→ **WORK TO COMPLETE**:
Count the lines below containing "DeserialiseError"; state the number only.

+ + + +

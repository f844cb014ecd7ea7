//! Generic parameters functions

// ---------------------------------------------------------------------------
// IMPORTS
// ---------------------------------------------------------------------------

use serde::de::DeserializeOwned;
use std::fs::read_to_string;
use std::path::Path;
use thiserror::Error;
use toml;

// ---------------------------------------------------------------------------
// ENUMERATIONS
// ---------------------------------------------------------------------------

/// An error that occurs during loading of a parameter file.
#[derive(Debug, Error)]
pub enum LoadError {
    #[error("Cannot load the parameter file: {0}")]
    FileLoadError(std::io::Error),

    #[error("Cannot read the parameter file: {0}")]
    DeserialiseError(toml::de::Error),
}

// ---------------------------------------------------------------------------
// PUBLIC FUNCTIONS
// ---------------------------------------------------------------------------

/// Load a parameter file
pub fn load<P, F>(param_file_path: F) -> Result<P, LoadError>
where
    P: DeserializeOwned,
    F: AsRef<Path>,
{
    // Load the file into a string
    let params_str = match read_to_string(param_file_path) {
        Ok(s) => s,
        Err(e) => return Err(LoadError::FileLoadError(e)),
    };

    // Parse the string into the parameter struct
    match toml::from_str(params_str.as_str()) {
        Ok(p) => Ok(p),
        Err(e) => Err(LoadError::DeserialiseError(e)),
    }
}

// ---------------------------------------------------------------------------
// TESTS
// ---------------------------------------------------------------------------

+ + + +

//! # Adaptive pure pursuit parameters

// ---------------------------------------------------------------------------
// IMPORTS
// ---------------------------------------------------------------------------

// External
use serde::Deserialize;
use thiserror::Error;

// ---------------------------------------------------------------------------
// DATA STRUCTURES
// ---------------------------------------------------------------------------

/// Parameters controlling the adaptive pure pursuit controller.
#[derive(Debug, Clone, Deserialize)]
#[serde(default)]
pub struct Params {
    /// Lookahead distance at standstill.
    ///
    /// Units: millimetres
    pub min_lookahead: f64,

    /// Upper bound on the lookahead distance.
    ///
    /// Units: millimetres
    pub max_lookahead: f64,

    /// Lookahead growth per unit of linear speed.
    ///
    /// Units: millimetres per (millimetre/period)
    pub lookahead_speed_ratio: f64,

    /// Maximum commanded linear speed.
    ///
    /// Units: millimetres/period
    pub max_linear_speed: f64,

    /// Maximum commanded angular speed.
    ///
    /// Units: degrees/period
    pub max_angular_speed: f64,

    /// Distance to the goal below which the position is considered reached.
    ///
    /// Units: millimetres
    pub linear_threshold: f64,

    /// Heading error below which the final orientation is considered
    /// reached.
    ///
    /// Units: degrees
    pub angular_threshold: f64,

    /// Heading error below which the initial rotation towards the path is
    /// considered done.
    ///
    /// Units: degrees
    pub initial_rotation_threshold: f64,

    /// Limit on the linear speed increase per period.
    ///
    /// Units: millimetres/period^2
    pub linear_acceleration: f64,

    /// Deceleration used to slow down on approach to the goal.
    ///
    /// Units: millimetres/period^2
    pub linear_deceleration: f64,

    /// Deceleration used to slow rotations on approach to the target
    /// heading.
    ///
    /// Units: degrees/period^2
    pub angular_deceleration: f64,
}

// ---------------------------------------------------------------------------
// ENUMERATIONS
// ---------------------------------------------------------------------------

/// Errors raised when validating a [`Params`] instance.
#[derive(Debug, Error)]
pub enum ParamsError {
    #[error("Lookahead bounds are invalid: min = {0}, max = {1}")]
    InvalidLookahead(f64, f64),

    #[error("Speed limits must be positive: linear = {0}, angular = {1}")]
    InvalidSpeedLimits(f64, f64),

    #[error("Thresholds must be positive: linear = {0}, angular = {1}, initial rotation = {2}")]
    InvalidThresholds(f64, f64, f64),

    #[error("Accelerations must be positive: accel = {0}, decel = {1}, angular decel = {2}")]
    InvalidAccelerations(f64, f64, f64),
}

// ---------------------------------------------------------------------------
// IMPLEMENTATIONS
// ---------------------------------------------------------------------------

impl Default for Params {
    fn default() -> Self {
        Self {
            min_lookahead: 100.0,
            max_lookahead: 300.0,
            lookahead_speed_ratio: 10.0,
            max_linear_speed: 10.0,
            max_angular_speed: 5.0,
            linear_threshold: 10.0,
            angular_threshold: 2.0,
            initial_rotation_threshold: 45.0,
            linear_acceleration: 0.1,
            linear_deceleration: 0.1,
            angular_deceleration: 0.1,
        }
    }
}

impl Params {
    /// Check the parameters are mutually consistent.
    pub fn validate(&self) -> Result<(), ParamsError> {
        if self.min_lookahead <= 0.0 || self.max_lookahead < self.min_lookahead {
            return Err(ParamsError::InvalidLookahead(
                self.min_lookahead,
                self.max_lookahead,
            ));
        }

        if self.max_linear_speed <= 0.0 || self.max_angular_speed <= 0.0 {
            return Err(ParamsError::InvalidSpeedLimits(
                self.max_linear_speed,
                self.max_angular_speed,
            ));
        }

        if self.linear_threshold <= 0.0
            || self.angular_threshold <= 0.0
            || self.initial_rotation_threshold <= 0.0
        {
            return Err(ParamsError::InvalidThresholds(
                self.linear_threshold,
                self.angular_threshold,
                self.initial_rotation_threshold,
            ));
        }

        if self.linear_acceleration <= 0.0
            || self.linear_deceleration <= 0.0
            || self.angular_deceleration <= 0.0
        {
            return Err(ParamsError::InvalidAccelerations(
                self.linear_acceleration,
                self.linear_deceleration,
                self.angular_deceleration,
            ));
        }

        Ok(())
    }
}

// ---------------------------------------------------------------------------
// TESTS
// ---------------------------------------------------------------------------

+ + + +

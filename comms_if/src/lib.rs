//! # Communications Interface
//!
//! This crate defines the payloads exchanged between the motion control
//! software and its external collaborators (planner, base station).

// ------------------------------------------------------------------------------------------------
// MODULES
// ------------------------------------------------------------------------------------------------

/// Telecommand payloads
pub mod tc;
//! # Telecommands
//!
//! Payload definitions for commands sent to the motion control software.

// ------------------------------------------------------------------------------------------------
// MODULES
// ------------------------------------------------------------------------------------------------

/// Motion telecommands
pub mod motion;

+ + + +

→ **REPLY TO THE EXERCISE**:
2